France's Jean-Marie Le Pen pulls out of regional elections

Jean-Marie Le Pen with his granddaughter Marion Marechal-Le Pen , file picture 2012.
Jean-Marie Le Pen with his granddaughter Marion Marechal-Le Pen , file picture 2012. Reuters/Jean-Paul Pelissier

Jean-Marie Le Pen, the founder of France’s Front National, pulled out of regional elections Monday following a row with his daughter and party leader Marine Le Pen.


Le Pen senior told daily Le Figaro on Monday that he will not stand for the party in the regional elections even though “I think I was the best candidate for the Front National,” he said.

He anointed his granddaughter Marion Maréchal-Le Pen - aged 25 and a rising star in the party - to run the list in the southeast of France.

“If she accepts, I think she would head a very good list (of candidates). She is certainly the best, I am not going to say after me, but she is,” he told Le Figaro.

Bruno Cautrès, a political scientist at Science Po, told RFI "Jean-Marie Le Pen had no other choice".

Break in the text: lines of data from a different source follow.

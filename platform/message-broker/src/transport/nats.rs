//! NATS-based implementation of the BrokerTransport trait

use async_nats::{Client, HeaderMap, Subscriber};
use async_trait::async_trait;
use futures::StreamExt;
use std::time::Duration;
use tokio::sync::Mutex;

use super::{BrokerTransport, TransportMessage};
use crate::config::MessageBrokerSettings;
use crate::envelope::Headers;
use crate::error::{BrokerError, BrokerResult};

/// Header that carries the partition key, NATS has no native message key
pub const KEY_HEADER: &str = "message-key";

/// BrokerTransport implementation using a NATS connection
///
/// The consumer group maps onto a NATS queue group, so several consumers
/// sharing a group id split a subject between them.
///
/// # Example
/// ```rust,no_run
/// use message_broker::transport::{BrokerTransport, NatsTransport, TransportMessage};
///
/// # async fn example() -> Result<(), Box<dyn std::error::Error>> {
/// let client = async_nats::connect("nats://localhost:4222").await?;
/// let transport = NatsTransport::new(client).with_queue_group("billing");
///
/// transport
///     .produce(TransportMessage::new("invoices", b"hello".to_vec()))
///     .await?;
/// # Ok(())
/// # }
/// ```
pub struct NatsTransport {
    client: Client,
    queue_group: Option<String>,
    subscription: Mutex<Option<Subscriber>>,
}

impl NatsTransport {
    /// Create a new transport from an existing NATS client
    ///
    /// # Arguments
    /// * `client` - An already-connected `async_nats::Client`
    pub fn new(client: Client) -> Self {
        Self {
            client,
            queue_group: None,
            subscription: Mutex::new(None),
        }
    }

    pub fn with_queue_group(mut self, group: impl Into<String>) -> Self {
        self.queue_group = Some(group.into());
        self
    }

    /// Connect using broker settings
    ///
    /// Credentials are sent when a username is configured. The group id
    /// becomes the queue group.
    pub async fn connect(settings: &MessageBrokerSettings) -> BrokerResult<Self> {
        let mut options = async_nats::ConnectOptions::new();
        if let (Some(user), Some(password)) = (&settings.username, &settings.password) {
            options = options.user_and_password(user.clone(), password.clone());
        }

        let client = options
            .connect(settings.bootstrap_servers.as_str())
            .await
            .map_err(|e| BrokerError::Transport(format!("failed to connect to NATS: {e}")))?;

        tracing::info!(
            servers = %settings.bootstrap_servers,
            group_id = %settings.group_id,
            "Connected to NATS"
        );

        Ok(Self::new(client).with_queue_group(settings.group_id.clone()))
    }

    /// Get a reference to the underlying NATS client
    pub fn client(&self) -> &Client {
        &self.client
    }
}

fn to_transport_message(nats_msg: async_nats::Message) -> TransportMessage {
    let mut headers = Headers::new();
    if let Some(nats_headers) = &nats_msg.headers {
        for (name, values) in nats_headers.iter() {
            // Take the first value for each header
            if let Some(value) = values.first() {
                headers.insert(name.to_string(), value.to_string());
            }
        }
    }
    let key = headers.remove(KEY_HEADER);

    TransportMessage::new(nats_msg.subject.to_string(), nats_msg.payload.to_vec())
        .with_key(key)
        .with_headers(headers)
}

#[async_trait]
impl BrokerTransport for NatsTransport {
    async fn subscribe(&self, topic: &str) -> BrokerResult<()> {
        let subscriber = match &self.queue_group {
            Some(group) => {
                self.client
                    .queue_subscribe(topic.to_string(), group.clone())
                    .await
            }
            None => self.client.subscribe(topic.to_string()).await,
        }
        .map_err(|e| BrokerError::Transport(format!("failed to subscribe to {topic}: {e}")))?;

        *self.subscription.lock().await = Some(subscriber);
        Ok(())
    }

    async fn produce(&self, message: TransportMessage) -> BrokerResult<()> {
        let mut headers = HeaderMap::new();
        for (name, value) in &message.headers {
            headers.insert(name.as_str(), value.as_str());
        }
        if let Some(key) = &message.key {
            headers.insert(KEY_HEADER, key.as_str());
        }

        self.client
            .publish_with_headers(message.topic.clone(), headers, message.payload.into())
            .await
            .map_err(|e| BrokerError::Transport(e.to_string()))?;

        // Core NATS has no per-message ack; a flush is the closest delivery report
        self.client
            .flush()
            .await
            .map_err(|e| BrokerError::Transport(e.to_string()))
    }

    async fn pull(&self, timeout: Option<Duration>) -> BrokerResult<Option<TransportMessage>> {
        let mut guard = self.subscription.lock().await;
        let subscriber = guard
            .as_mut()
            .ok_or_else(|| BrokerError::Transport("pull called before subscribe".to_string()))?;

        let next = match timeout {
            Some(timeout) => match tokio::time::timeout(timeout, subscriber.next()).await {
                Ok(next) => next,
                Err(_) => return Ok(None),
            },
            None => subscriber.next().await,
        };

        next.map(to_transport_message)
            .map(Some)
            .ok_or_else(|| BrokerError::Transport("subscription closed".to_string()))
    }

    async fn close(&self) -> BrokerResult<()> {
        if let Some(mut subscriber) = self.subscription.lock().await.take() {
            subscriber
                .unsubscribe()
                .await
                .map_err(|e| BrokerError::Transport(e.to_string()))?;
        }
        self.client
            .flush()
            .await
            .map_err(|e| BrokerError::Transport(e.to_string()))
    }
}
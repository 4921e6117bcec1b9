//! In-memory implementation of the BrokerTransport trait

use async_trait::async_trait;
use std::collections::HashMap;
use std::sync::atomic::{AtomicBool, Ordering};
use std::sync::Arc;
use std::time::Duration;
use tokio::sync::{Mutex, Notify};
use tokio::time::Instant;

use super::{BrokerTransport, TransportMessage};
use crate::error::{BrokerError, BrokerResult};

/// Append-only per-topic log shared by every handle
#[derive(Default)]
struct Log {
    topics: Mutex<HashMap<String, Vec<TransportMessage>>>,
    appended: Notify,
}

#[derive(Debug)]
struct Cursor {
    topic: String,
    offset: usize,
}

/// BrokerTransport implementation backed by an in-process log
///
/// Useful for:
/// - Unit testing without external dependencies
/// - Local development
/// - Integration tests that need deterministic behavior
///
/// Every topic is an append-only log. A handle subscribes from the earliest
/// message and keeps its own read offset, so two handles over the same log
/// behave like two independent consumer groups.
///
/// # Example
/// ```rust
/// use message_broker::transport::{BrokerTransport, InMemoryTransport, TransportMessage};
///
/// # async fn example() -> Result<(), Box<dyn std::error::Error>> {
/// let producer = InMemoryTransport::new();
/// let consumer = producer.handle();
///
/// consumer.subscribe("invoices").await?;
/// producer.produce(TransportMessage::new("invoices", b"hello".to_vec())).await?;
///
/// let msg = consumer.pull(None).await?.unwrap();
/// assert_eq!(msg.payload, b"hello");
/// # Ok(())
/// # }
/// ```
pub struct InMemoryTransport {
    log: Arc<Log>,
    cursor: Mutex<Option<Cursor>>,
    closed: AtomicBool,
}

impl InMemoryTransport {
    /// Create a transport over a fresh, empty log
    pub fn new() -> Self {
        Self::over(Arc::new(Log::default()))
    }

    fn over(log: Arc<Log>) -> Self {
        Self {
            log,
            cursor: Mutex::new(None),
            closed: AtomicBool::new(false),
        }
    }

    /// New handle over the same log with its own read offset
    pub fn handle(&self) -> Self {
        Self::over(self.log.clone())
    }

    /// Everything produced to a topic so far, oldest first
    pub async fn messages(&self, topic: &str) -> Vec<TransportMessage> {
        self.log
            .topics
            .lock()
            .await
            .get(topic)
            .cloned()
            .unwrap_or_default()
    }

    async fn next_message(&self) -> BrokerResult<Option<TransportMessage>> {
        let mut guard = self.cursor.lock().await;
        let cursor = guard
            .as_mut()
            .ok_or_else(|| BrokerError::Transport("pull called before subscribe".to_string()))?;

        let topics = self.log.topics.lock().await;
        let next = topics
            .get(&cursor.topic)
            .and_then(|messages| messages.get(cursor.offset))
            .cloned();

        if next.is_some() {
            cursor.offset += 1;
        }
        Ok(next)
    }

    fn ensure_open(&self) -> BrokerResult<()> {
        if self.closed.load(Ordering::SeqCst) {
            return Err(BrokerError::Transport("transport is closed".to_string()));
        }
        Ok(())
    }
}

impl Default for InMemoryTransport {
    fn default() -> Self {
        Self::new()
    }
}

#[async_trait]
impl BrokerTransport for InMemoryTransport {
    async fn subscribe(&self, topic: &str) -> BrokerResult<()> {
        self.ensure_open()?;
        *self.cursor.lock().await = Some(Cursor {
            topic: topic.to_string(),
            offset: 0,
        });
        tracing::debug!(topic = %topic, "Subscribed to in-memory topic");
        Ok(())
    }

    async fn produce(&self, message: TransportMessage) -> BrokerResult<()> {
        self.ensure_open()?;
        self.log
            .topics
            .lock()
            .await
            .entry(message.topic.clone())
            .or_default()
            .push(message);
        self.log.appended.notify_waiters();
        Ok(())
    }

    async fn pull(&self, timeout: Option<Duration>) -> BrokerResult<Option<TransportMessage>> {
        let deadline = timeout.map(|t| Instant::now() + t);

        loop {
            self.ensure_open()?;

            // Register interest before reading so an append between the
            // read and the wait still wakes us.
            let appended = self.log.appended.notified();

            if let Some(message) = self.next_message().await? {
                return Ok(Some(message));
            }

            match deadline {
                Some(deadline) => {
                    if tokio::time::timeout_at(deadline, appended).await.is_err() {
                        return Ok(None);
                    }
                }
                None => appended.await,
            }
        }
    }

    async fn close(&self) -> BrokerResult<()> {
        self.closed.store(true, Ordering::SeqCst);
        self.cursor.lock().await.take();
        // Wake blocked pulls so they observe the close
        self.log.appended.notify_waiters();
        Ok(())
    }
}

"I really think it's Jean-Marie Le Pen political career" Cautrès explains. "It's probably the least negative option. We all know that his supporters are still within the Front National (...) but this is a symbol of the end of his career."

Marine Le Pen called on her father to quit politics last week after he advocated a defence of France’s World War II leader Maréchal Philippe Pétain - who collaborated with the Nazis.

Marine Le Pen accused her father of committing political suicide and is trying to clean up the party’s image in order to make it more electable.

"The ultimate goal of Marine Le Pen is to be on the secound round of France's next presidential elections" notes Cautrès. "So she could not afford to have him around. You never know where he is going to go or what he is going to say. The next presidential election will be very narrow."